• WHAT IS REQUIRED
From the first line to the last, please write out the data exactly.

───── EXTRACTED INFORMATION ─────

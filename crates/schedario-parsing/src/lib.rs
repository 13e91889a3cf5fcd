use std::path::PathBuf;

use thiserror::Error;

pub mod classify;
pub mod config;
pub mod entry;
pub mod extractor;
pub mod merge;
pub mod normalize;
pub mod qualifier;
pub mod segment;

pub use classify::{classify, CueStrength, LineClass, LineClassifier, LineRule};
pub use config::{ListOverride, ParsingConfig, ParsingConfigBuilder, RuleSpec};
pub use entry::{normalize_headword, parse_block, EntryParser, ParsedBlock};
pub use extractor::{
    BuildStats, DictionaryBuild, DictionaryExtractor, VolumeExtraction, VolumeStats,
};
pub use merge::{merge_entries, MergeAccumulator};
pub use normalize::{normalize_pages, NormalizeStats, NormalizedVolume};
pub use qualifier::{parse_qualifier, Qualifier, QualifierTable};
pub use segment::{Segmentation, Segmenter};
// Re-export domain types from core (canonical definitions live there)
pub use schedario_core::{
    CanonicalMapping, Diagnostic, Diagnostics, Entry, NormalizedLine, PageFragment, PageSource,
    RawEntryBlock, RawPage, SourceError, TextRun, VolumeId,
};

#[derive(Error, Debug)]
pub enum ParsingError {
    #[error(transparent)]
    Source(#[from] SourceError),
    #[error("{0} has no pages")]
    EmptyVolume(VolumeId),
}

/// Build the canonical mapping from source documents.
///
/// Pipeline, per volume (volumes run in parallel):
/// 1. Read the pages through `source`
/// 2. Normalize: drop furniture, rejoin hyphenated words, fix reading order
/// 3. Segment the line stream into entry blocks
/// 4. Parse each block into an entry
///
/// then merge all volumes and resolve alias chains.
pub fn build_dictionary(
    volumes: &[(VolumeId, PathBuf)],
    source: &dyn PageSource,
) -> Result<DictionaryBuild, ParsingError> {
    DictionaryExtractor::new().build_from_source(volumes, source)
}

─────

• SOLUTION FOR THIS EXERCISE
filename crates/schedario-parsing/src/lib.rs
repository 13e91889a3cf5fcd
use std::path::PathBuf;

use thiserror::Error;

pub mod classify;
pub mod config;
pub mod entry;
pub mod extractor;
pub mod merge;
pub mod normalize;
pub mod qualifier;
pub mod segment;

pub use classify::{classify, CueStrength, LineClass, LineClassifier, LineRule};
pub use config::{ListOverride, ParsingConfig, ParsingConfigBuilder, RuleSpec};
pub use entry::{normalize_headword, parse_block, EntryParser, ParsedBlock};
pub use extractor::{
    BuildStats, DictionaryBuild, DictionaryExtractor, VolumeExtraction, VolumeStats,
};
pub use merge::{merge_entries, MergeAccumulator};
pub use normalize::{normalize_pages, NormalizeStats, NormalizedVolume};
pub use qualifier::{parse_qualifier, Qualifier, QualifierTable};
pub use segment::{Segmentation, Segmenter};
// Re-export domain types from core (canonical definitions live there)
pub use schedario_core::{
    CanonicalMapping, Diagnostic, Diagnostics, Entry, NormalizedLine, PageFragment, PageSource,
    RawEntryBlock, RawPage, SourceError, TextRun, VolumeId,
};

#[derive(Error, Debug)]
pub enum ParsingError {
    #[error(transparent)]
    Source(#[from] SourceError),
    #[error("{0} has no pages")]
    EmptyVolume(VolumeId),
}

/// Build the canonical mapping from source documents.
///
/// Pipeline, per volume (volumes run in parallel):
/// 1. Read the pages through `source`
/// 2. Normalize: drop furniture, rejoin hyphenated words, fix reading order
/// 3. Segment the line stream into entry blocks
/// 4. Parse each block into an entry
///
/// then merge all volumes and resolve alias chains.
pub fn build_dictionary(
    volumes: &[(VolumeId, PathBuf)],
    source: &dyn PageSource,
) -> Result<DictionaryBuild, ParsingError> {
    DictionaryExtractor::new().build_from_source(volumes, source)
}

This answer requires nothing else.